Problem requirements:
Using the records below, give again exactly the lines from the line that contains "repository 1527e1e6846f73b9" through the line that contains "pub struct FunctionDef", both ends included, and only those.

──────── Supplied data ────────

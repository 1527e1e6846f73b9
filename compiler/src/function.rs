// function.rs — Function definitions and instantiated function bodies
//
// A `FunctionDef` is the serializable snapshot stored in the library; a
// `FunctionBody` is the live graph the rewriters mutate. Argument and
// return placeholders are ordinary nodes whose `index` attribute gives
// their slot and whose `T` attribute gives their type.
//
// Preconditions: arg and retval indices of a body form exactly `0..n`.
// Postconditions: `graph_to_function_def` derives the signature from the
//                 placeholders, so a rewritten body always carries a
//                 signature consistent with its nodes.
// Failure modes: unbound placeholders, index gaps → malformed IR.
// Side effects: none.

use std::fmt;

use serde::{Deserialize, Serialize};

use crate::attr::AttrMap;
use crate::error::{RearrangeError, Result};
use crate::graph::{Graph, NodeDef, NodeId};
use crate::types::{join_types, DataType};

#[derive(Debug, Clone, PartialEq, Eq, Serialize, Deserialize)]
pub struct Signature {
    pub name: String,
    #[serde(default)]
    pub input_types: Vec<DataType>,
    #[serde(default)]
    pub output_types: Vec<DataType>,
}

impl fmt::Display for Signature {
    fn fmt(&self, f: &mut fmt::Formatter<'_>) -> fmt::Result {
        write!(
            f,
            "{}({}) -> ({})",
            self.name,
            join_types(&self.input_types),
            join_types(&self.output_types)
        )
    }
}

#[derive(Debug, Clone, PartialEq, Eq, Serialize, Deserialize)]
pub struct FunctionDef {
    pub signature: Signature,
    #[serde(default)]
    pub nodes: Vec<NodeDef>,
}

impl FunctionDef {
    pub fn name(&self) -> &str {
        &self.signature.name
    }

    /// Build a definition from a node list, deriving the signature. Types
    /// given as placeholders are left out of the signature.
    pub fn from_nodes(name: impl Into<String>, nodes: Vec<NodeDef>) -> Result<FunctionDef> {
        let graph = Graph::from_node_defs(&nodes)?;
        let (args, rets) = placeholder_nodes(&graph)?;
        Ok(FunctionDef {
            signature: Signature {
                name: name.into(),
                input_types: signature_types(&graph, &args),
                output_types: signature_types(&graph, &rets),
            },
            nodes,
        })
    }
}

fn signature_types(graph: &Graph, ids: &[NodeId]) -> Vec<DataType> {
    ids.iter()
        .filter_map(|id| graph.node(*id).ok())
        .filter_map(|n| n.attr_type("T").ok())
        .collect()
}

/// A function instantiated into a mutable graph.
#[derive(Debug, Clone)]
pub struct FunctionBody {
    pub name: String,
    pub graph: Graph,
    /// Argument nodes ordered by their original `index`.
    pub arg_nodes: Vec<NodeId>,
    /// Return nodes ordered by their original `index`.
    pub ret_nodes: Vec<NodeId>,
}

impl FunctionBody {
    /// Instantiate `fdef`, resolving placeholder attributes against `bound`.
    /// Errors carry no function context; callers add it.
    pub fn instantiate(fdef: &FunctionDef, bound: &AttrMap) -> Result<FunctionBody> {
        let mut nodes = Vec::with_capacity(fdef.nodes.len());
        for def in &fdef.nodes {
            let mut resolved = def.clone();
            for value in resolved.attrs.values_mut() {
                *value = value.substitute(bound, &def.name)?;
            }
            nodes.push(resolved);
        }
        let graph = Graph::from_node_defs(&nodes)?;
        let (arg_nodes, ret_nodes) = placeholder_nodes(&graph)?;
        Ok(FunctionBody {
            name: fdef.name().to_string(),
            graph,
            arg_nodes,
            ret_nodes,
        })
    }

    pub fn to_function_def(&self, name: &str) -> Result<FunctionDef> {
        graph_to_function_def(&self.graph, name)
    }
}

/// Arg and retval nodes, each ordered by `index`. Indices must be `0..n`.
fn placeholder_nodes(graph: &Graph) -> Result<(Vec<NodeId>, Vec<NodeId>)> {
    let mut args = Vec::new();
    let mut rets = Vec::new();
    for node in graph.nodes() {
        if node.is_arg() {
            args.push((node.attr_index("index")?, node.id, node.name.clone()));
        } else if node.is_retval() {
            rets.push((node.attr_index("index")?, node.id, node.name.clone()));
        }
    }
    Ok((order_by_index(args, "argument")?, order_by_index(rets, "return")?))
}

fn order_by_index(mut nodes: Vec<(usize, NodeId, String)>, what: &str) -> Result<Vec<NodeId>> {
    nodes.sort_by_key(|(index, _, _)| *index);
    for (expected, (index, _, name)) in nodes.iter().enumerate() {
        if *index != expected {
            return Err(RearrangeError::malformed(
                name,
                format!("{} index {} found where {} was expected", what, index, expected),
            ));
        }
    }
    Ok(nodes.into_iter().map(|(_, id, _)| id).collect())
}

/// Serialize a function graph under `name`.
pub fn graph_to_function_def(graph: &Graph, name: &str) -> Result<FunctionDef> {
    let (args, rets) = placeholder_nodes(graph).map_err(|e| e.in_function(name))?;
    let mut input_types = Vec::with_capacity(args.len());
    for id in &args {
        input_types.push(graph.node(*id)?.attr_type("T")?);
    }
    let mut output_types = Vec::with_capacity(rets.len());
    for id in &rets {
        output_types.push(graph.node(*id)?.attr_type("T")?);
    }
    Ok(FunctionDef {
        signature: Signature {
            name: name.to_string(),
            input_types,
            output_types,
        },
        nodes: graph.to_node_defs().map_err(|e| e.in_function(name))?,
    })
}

────────
──────── Supplied data ────────

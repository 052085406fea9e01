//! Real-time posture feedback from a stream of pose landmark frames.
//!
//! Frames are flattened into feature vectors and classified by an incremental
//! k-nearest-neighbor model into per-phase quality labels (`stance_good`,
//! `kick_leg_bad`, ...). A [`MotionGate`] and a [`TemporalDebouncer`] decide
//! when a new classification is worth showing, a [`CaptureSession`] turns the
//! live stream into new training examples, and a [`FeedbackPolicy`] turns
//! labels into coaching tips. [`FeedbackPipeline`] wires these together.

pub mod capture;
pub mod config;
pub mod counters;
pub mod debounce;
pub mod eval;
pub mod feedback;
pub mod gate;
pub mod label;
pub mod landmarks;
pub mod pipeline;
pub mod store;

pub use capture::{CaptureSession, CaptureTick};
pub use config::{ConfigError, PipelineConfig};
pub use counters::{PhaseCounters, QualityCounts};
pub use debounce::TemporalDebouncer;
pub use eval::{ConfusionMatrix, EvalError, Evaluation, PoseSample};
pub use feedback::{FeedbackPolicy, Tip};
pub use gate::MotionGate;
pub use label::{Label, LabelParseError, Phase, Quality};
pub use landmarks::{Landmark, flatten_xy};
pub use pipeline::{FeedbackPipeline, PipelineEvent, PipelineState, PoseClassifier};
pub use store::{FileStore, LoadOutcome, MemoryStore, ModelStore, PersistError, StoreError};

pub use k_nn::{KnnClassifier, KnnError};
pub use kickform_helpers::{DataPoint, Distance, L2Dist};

────────

Exercise result:
repository 1527e1e6846f73b9
filename compiler/src/function.rs
// function.rs — Function definitions and instantiated function bodies
//
// A `FunctionDef` is the serializable snapshot stored in the library; a
// `FunctionBody` is the live graph the rewriters mutate. Argument and
// return placeholders are ordinary nodes whose `index` attribute gives
// their slot and whose `T` attribute gives their type.
//
// Preconditions: arg and retval indices of a body form exactly `0..n`.
// Postconditions: `graph_to_function_def` derives the signature from the
//                 placeholders, so a rewritten body always carries a
//                 signature consistent with its nodes.
// Failure modes: unbound placeholders, index gaps → malformed IR.
// Side effects: none.

use std::fmt;

use serde::{Deserialize, Serialize};

use crate::attr::AttrMap;
use crate::error::{RearrangeError, Result};
use crate::graph::{Graph, NodeDef, NodeId};
use crate::types::{join_types, DataType};

#[derive(Debug, Clone, PartialEq, Eq, Serialize, Deserialize)]
pub struct Signature {
    pub name: String,
    #[serde(default)]
    pub input_types: Vec<DataType>,
    #[serde(default)]
    pub output_types: Vec<DataType>,
}

impl fmt::Display for Signature {
    fn fmt(&self, f: &mut fmt::Formatter<'_>) -> fmt::Result {
        write!(
            f,
            "{}({}) -> ({})",
            self.name,
            join_types(&self.input_types),
            join_types(&self.output_types)
        )
    }
}

#[derive(Debug, Clone, PartialEq, Eq, Serialize, Deserialize)]
pub struct FunctionDef {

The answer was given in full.